--- WHAT YOU SHOULD DO ---
Return only what lies between the first line of the entries and the line containing "Eq, Serialize, Deserialize)]", both lines included.

Records contained in a dataset
####################
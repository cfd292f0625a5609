//! Relevance policy
//!
//! A [`Policy`] decides which request parameters take part in the cache
//! hash. It is immutable once built; construct it with [`PolicyBuilder`] or
//! load it from TOML with [`Policy::from_path`] / [`Policy::from_toml_str`].

use serde::{Deserialize, Serialize};

use crate::Result;
use crate::params::ParameterValue;
use crate::pattern::PatternSet;
use crate::secret::ENCRYPTION_KEY_PARAMETER;

/// System parameters that never take part in the cache hash.
///
/// - `id`: page identifier
/// - `type`: content-type selector
/// - `no_cache`: cache bypass toggle
/// - `cHash`: the cache hash itself
/// - `MP`: mount point
/// - `ftu`: frontend user session toggle
/// - `encryptionKey`: reserved for the injected secret
pub const RESERVED_PARAMETERS: &[&str] = &[
    "id",
    "type",
    "no_cache",
    "cHash",
    "MP",
    "ftu",
    ENCRYPTION_KEY_PARAMETER,
];

/// Parameter family of the administrative overlay (`TSFE_ADMIN_PANEL[...]`).
pub const ADMIN_PANEL_PARAMETER: &str = "TSFE_ADMIN_PANEL";

/// Check the built-in exclusions for a top-level parameter.
///
/// The admin panel family is matched exactly and only when it carries
/// bracketed children.
#[must_use]
pub fn is_reserved(name: &str, value: &ParameterValue) -> bool {
    RESERVED_PARAMETERS.contains(&name)
        || (value.is_nested() && name == ADMIN_PANEL_PARAMETER)
}

/// Which parameters are relevant for the cache hash
#[derive(Debug, Clone, Default, PartialEq, Eq, Serialize, Deserialize)]
#[serde(rename_all = "camelCase", deny_unknown_fields)]
pub struct Policy {
    /// Always dropped, on top of [`RESERVED_PARAMETERS`]
    #[serde(default)]
    excluded_parameters: PatternSet,

    /// When non-empty, only these names are relevant
    #[serde(default, alias = "cachedParametersWhiteList")]
    whitelist: PatternSet,

    /// Presence of any of these demands a cache hash
    #[serde(default, alias = "requireCacheHashPresenceParameters")]
    require_presence_parameters: PatternSet,

    /// Dropped when their value is empty
    #[serde(default, alias = "excludedParametersIfEmpty")]
    excluded_if_empty: PatternSet,

    /// Drop every parameter whose value is empty
    #[serde(default)]
    exclude_all_empty_parameters: bool,
}

impl Policy {
    /// Start building a policy
    #[must_use]
    pub fn builder() -> PolicyBuilder {
        PolicyBuilder::default()
    }

    /// Configured exclusions (the built-in ones are not listed)
    #[must_use]
    pub fn excluded_parameters(&self) -> &PatternSet {
        &self.excluded_parameters
    }

    /// Whitelist; empty means blacklist mode
    #[must_use]
    pub fn whitelist(&self) -> &PatternSet {
        &self.whitelist
    }

    /// Names whose presence requires a cache hash
    #[must_use]
    pub fn require_presence_parameters(&self) -> &PatternSet {
        &self.require_presence_parameters
    }

    /// Names dropped when empty
    #[must_use]
    pub fn excluded_if_empty(&self) -> &PatternSet {
        &self.excluded_if_empty
    }

    /// Whether every empty parameter is dropped
    #[must_use]
    pub fn exclude_all_empty_parameters(&self) -> bool {
        self.exclude_all_empty_parameters
    }

    /// Whitelist mode is active when the whitelist has entries
    #[must_use]
    pub fn is_whitelist_mode(&self) -> bool {
        !self.whitelist.is_empty()
    }

    /// Whether `name` is configured as excluded
    #[must_use]
    pub fn is_excluded(&self, name: &str) -> bool {
        self.excluded_parameters.matches(name)
    }

    /// Whether `name` is on the whitelist
    #[must_use]
    pub fn is_whitelisted(&self, name: &str) -> bool {
        self.whitelist.matches(name)
    }

    /// Whether `name` demands a cache hash
    #[must_use]
    pub fn requires_presence(&self, name: &str) -> bool {
        self.require_presence_parameters.matches(name)
    }

    /// Whether `name` may stay in the relevant set with an empty value
    #[must_use]
    pub fn is_allowed_with_empty_value(&self, name: &str) -> bool {
        !(self.exclude_all_empty_parameters || self.excluded_if_empty.matches(name))
    }
}

/// Builder for [`Policy`]
///
/// Patterns are kept as text and parsed in [`PolicyBuilder::build`].
#[derive(Debug, Clone, Default)]
pub struct PolicyBuilder {
    excluded_parameters: Vec<String>,
    whitelist: Vec<String>,
    require_presence_parameters: Vec<String>,
    excluded_if_empty: Vec<String>,
    exclude_all_empty_parameters: bool,
}

impl PolicyBuilder {
    /// Add names that are always excluded
    #[must_use]
    pub fn excluded_parameters<I, S>(mut self, names: I) -> Self
    where
        I: IntoIterator<Item = S>,
        S: Into<String>,
    {
        self.excluded_parameters
            .extend(names.into_iter().map(Into::into));
        self
    }

    /// Add whitelisted names (switches to whitelist mode)
    #[must_use]
    pub fn whitelist<I, S>(mut self, names: I) -> Self
    where
        I: IntoIterator<Item = S>,
        S: Into<String>,
    {
        self.whitelist.extend(names.into_iter().map(Into::into));
        self
    }

    /// Add names whose presence requires a cache hash
    #[must_use]
    pub fn require_presence_parameters<I, S>(mut self, names: I) -> Self
    where
        I: IntoIterator<Item = S>,
        S: Into<String>,
    {
        self.require_presence_parameters
            .extend(names.into_iter().map(Into::into));
        self
    }

    /// Add names that are dropped when empty
    #[must_use]
    pub fn excluded_if_empty<I, S>(mut self, names: I) -> Self
    where
        I: IntoIterator<Item = S>,
        S: Into<String>,
    {
        self.excluded_if_empty
            .extend(names.into_iter().map(Into::into));
        self
    }

    /// Drop all empty parameters
    #[must_use]
    pub const fn exclude_all_empty_parameters(mut self, enabled: bool) -> Self {
        self.exclude_all_empty_parameters = enabled;
        self
    }

    /// Parse all patterns and build the policy
    pub fn build(self) -> Result<Policy> {
        Ok(Policy {
            excluded_parameters: PatternSet::parse(&self.excluded_parameters)?,
            whitelist: PatternSet::parse(&self.whitelist)?,
            require_presence_parameters: PatternSet::parse(&self.require_presence_parameters)?,
            excluded_if_empty: PatternSet::parse(&self.excluded_if_empty)?,
            exclude_all_empty_parameters: self.exclude_all_empty_parameters,
        })
    }
}

#[cfg(test)]
mod tests {
    use super::*;

    #[test]
    fn test_reserved_names() {
        let leaf = ParameterValue::from("1");
        for name in ["id", "type", "no_cache", "cHash", "MP", "ftu", "encryptionKey"] {
            assert!(is_reserved(name, &leaf), "{name} should be reserved");
        }
        assert!(!is_reserved("key", &leaf));
        assert!(!is_reserved("ID", &leaf));
    }

    #[test]
    fn test_admin_panel_family_needs_children() {
        let nested = ParameterValue::Nested(crate::params::decompose("display=7"));
        assert!(is_reserved("TSFE_ADMIN_PANEL", &nested));
        assert!(!is_reserved("tsfe_admin_panel", &nested));
        assert!(!is_reserved("TSFE_ADMIN_PANEL", &ParameterValue::from("7")));
    }

    #[test]
    fn test_default_policy_is_blacklist_mode() {
        let policy = Policy::default();
        assert!(!policy.is_whitelist_mode());
        assert!(!policy.is_excluded("anything"));
        assert!(!policy.requires_presence("anything"));
        assert!(policy.is_allowed_with_empty_value("anything"));
    }

    #[test]
    fn test_builder() {
        let policy = Policy::builder()
            .excluded_parameters(["exclude1", "^utm_"])
            .require_presence_parameters(["req1"])
            .excluded_if_empty(["key2"])
            .build()
            .unwrap();

        assert!(policy.is_excluded("exclude1"));
        assert!(policy.is_excluded("utm_source"));
        assert!(policy.requires_presence("req1"));
        assert!(!policy.is_allowed_with_empty_value("key2"));
        assert!(policy.is_allowed_with_empty_value("key3"));
    }

    #[test]
    fn test_builder_rejects_bad_pattern() {
        assert!(Policy::builder().whitelist(["~"]).build().is_err());
    }

    #[test]
    fn test_exclude_all_empty_overrides_names() {
        let policy = Policy::builder()
            .exclude_all_empty_parameters(true)
            .build()
            .unwrap();
        assert!(!policy.is_allowed_with_empty_value("whatever"));
    }

    #[test]
    fn test_whitelist_mode() {
        let policy = Policy::builder().whitelist(["whitep1"]).build().unwrap();
        assert!(policy.is_whitelist_mode());
        assert!(policy.is_whitelisted("whitep1"));
        assert!(!policy.is_whitelisted("black"));
    }
}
####################
--- EXERCISE RESPONSE ---
repository cfd292f0625a5609
//! Relevance policy
//!
//! A [`Policy`] decides which request parameters take part in the cache
//! hash. It is immutable once built; construct it with [`PolicyBuilder`] or
//! load it from TOML with [`Policy::from_path`] / [`Policy::from_toml_str`].

use serde::{Deserialize, Serialize};

use crate::Result;
use crate::params::ParameterValue;
use crate::pattern::PatternSet;
use crate::secret::ENCRYPTION_KEY_PARAMETER;

/// System parameters that never take part in the cache hash.
///
/// - `id`: page identifier
/// - `type`: content-type selector
/// - `no_cache`: cache bypass toggle
/// - `cHash`: the cache hash itself
/// - `MP`: mount point
/// - `ftu`: frontend user session toggle
/// - `encryptionKey`: reserved for the injected secret
pub const RESERVED_PARAMETERS: &[&str] = &[
    "id",
    "type",
    "no_cache",
    "cHash",
    "MP",
    "ftu",
    ENCRYPTION_KEY_PARAMETER,
];

/// Parameter family of the administrative overlay (`TSFE_ADMIN_PANEL[...]`).
pub const ADMIN_PANEL_PARAMETER: &str = "TSFE_ADMIN_PANEL";

/// Check the built-in exclusions for a top-level parameter.
///
/// The admin panel family is matched exactly and only when it carries
/// bracketed children.
#[must_use]
pub fn is_reserved(name: &str, value: &ParameterValue) -> bool {
    RESERVED_PARAMETERS.contains(&name)
        || (value.is_nested() && name == ADMIN_PANEL_PARAMETER)
}

/// Which parameters are relevant for the cache hash
#[derive(Debug, Clone, Default, PartialEq, Eq, Serialize, Deserialize)]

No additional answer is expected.